▶ _Exercise data_
Start of Block

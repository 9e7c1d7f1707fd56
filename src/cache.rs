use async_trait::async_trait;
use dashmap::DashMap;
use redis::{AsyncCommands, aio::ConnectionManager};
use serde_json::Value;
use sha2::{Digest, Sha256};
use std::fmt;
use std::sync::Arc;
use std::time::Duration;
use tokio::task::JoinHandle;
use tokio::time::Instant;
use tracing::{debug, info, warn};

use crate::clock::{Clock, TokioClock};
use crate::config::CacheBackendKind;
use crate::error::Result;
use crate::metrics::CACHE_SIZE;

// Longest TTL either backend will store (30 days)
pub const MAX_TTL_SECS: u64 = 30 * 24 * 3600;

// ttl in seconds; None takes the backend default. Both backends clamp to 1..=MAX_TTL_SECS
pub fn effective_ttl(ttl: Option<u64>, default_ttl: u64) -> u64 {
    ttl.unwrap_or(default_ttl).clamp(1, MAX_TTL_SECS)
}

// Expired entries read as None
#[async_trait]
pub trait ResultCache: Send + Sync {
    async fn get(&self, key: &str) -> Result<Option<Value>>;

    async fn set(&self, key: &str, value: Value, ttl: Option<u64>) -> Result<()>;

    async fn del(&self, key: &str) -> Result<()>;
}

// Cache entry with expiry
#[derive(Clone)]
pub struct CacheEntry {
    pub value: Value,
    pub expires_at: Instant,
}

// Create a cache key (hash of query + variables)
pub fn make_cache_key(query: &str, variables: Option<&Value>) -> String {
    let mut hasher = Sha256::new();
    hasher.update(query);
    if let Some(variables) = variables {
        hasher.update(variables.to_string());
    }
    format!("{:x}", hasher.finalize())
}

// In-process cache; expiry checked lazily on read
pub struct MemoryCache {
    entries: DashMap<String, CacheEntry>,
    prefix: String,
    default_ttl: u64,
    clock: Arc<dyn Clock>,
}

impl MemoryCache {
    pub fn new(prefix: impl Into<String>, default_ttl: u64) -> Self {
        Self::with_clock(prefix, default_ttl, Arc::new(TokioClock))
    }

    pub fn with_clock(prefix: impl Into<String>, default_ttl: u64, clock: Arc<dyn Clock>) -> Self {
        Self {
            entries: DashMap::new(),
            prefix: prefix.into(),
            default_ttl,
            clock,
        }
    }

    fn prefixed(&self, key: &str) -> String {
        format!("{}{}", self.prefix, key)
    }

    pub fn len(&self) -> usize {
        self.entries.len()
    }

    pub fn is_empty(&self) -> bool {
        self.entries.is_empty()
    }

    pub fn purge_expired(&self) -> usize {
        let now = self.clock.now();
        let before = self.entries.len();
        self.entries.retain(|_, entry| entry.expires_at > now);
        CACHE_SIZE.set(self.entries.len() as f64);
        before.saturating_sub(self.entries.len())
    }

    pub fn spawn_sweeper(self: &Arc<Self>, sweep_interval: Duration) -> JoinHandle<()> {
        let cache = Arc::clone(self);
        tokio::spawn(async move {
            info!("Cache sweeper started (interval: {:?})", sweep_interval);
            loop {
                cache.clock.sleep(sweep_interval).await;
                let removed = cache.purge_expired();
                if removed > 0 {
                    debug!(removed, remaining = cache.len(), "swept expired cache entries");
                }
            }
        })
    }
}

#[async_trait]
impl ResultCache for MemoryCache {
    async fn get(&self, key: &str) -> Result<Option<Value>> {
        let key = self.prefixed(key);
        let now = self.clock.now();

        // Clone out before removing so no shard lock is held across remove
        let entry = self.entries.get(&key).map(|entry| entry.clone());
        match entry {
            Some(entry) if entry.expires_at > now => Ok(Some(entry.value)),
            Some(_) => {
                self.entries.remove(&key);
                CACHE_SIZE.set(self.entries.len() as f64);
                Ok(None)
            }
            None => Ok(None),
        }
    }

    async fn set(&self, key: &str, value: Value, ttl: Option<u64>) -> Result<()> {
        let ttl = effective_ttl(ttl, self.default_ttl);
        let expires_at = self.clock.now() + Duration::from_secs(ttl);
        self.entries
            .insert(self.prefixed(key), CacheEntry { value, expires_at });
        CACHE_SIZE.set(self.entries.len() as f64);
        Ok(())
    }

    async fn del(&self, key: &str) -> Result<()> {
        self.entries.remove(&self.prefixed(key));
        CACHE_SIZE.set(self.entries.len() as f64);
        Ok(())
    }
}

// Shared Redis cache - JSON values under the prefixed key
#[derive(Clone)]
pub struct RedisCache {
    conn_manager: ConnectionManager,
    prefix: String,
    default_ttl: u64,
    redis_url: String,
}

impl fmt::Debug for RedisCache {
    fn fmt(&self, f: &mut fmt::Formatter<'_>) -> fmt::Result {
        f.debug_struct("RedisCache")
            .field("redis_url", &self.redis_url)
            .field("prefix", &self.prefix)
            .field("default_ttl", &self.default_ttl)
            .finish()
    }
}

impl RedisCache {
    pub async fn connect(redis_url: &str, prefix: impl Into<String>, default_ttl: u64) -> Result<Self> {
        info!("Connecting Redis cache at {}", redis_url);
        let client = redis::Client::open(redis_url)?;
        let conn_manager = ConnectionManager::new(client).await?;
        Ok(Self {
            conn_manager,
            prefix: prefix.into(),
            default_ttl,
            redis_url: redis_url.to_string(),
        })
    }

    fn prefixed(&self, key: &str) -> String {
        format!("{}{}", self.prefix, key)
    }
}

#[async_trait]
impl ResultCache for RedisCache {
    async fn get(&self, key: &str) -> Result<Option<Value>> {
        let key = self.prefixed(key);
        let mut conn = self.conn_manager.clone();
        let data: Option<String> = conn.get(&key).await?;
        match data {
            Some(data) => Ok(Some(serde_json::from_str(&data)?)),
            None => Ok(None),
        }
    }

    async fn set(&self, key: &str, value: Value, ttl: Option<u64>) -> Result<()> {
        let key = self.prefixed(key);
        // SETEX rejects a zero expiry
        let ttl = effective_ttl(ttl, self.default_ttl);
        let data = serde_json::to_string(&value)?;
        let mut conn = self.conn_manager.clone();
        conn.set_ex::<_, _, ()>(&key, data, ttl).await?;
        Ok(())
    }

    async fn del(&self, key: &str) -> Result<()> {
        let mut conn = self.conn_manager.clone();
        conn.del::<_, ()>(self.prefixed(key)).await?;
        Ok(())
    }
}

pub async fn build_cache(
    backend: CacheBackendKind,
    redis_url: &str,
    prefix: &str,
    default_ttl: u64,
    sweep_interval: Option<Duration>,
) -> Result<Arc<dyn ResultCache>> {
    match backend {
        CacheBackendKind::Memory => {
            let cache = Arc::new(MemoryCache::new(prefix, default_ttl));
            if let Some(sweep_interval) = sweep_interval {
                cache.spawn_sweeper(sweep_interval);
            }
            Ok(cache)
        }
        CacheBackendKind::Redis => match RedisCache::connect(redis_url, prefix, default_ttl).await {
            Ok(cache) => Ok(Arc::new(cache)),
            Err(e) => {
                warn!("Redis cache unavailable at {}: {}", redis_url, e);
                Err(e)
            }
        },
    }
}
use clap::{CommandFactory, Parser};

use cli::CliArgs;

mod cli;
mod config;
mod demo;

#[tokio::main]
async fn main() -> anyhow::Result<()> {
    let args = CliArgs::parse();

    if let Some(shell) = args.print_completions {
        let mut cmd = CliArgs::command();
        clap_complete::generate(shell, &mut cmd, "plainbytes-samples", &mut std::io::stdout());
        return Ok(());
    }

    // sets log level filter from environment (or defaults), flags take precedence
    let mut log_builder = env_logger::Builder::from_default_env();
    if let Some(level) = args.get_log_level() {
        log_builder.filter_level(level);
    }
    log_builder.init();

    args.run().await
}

End of Block
Start of Block

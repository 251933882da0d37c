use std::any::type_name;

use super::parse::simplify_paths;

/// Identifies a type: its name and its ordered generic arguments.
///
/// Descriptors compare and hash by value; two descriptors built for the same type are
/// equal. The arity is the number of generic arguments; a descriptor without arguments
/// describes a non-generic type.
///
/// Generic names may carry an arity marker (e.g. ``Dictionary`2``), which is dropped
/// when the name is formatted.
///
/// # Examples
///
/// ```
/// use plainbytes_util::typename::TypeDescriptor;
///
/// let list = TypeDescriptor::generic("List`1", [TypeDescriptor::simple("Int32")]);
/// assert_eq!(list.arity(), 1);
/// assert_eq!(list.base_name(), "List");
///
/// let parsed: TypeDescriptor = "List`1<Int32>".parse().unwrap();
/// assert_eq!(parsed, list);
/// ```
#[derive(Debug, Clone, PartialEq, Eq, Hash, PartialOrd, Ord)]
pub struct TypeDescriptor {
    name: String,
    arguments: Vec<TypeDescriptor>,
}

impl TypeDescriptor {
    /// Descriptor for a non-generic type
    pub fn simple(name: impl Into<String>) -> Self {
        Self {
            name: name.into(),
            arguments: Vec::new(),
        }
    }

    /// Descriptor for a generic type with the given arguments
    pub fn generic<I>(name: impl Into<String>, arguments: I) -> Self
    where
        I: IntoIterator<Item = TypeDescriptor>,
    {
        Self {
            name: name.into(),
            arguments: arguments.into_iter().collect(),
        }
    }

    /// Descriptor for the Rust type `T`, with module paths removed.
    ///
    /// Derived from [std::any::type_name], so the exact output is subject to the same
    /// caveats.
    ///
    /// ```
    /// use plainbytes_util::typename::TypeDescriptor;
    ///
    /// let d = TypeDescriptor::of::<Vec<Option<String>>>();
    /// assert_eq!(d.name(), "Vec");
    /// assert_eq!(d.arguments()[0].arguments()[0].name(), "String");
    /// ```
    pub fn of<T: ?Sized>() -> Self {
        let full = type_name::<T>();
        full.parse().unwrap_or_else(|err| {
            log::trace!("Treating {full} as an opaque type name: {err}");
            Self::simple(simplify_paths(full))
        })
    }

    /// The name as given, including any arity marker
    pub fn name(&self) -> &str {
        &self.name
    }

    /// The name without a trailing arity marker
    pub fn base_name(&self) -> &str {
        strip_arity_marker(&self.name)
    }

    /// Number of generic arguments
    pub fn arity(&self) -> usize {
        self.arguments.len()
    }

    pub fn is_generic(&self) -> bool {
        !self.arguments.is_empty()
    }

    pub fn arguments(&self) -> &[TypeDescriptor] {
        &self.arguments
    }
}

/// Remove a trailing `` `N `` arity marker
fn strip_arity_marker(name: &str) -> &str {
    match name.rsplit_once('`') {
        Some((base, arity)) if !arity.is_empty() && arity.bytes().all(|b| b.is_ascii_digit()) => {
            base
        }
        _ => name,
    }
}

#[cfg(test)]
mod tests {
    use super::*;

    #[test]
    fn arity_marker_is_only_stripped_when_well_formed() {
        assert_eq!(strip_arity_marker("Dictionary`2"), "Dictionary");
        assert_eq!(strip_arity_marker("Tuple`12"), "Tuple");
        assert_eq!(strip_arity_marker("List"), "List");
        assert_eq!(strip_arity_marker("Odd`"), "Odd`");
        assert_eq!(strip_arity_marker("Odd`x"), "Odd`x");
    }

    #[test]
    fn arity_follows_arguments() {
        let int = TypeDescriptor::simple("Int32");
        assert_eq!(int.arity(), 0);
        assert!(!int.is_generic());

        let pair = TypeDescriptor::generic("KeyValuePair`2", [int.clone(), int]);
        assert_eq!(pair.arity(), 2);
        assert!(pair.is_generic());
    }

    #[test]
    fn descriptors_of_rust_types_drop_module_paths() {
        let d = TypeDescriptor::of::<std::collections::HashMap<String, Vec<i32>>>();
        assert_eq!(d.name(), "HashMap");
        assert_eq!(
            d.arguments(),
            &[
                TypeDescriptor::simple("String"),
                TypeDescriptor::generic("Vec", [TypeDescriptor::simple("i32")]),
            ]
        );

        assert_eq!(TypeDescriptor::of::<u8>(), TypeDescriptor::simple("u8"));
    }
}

End of Block

▶ _Exercise description_
For every line above that has "field" in it, copy the line.

▶ _Output for this exercise_
            .field("redis_url", &self.redis_url)
            .field("prefix", &self.prefix)
            .field("default_ttl", &self.default_ttl)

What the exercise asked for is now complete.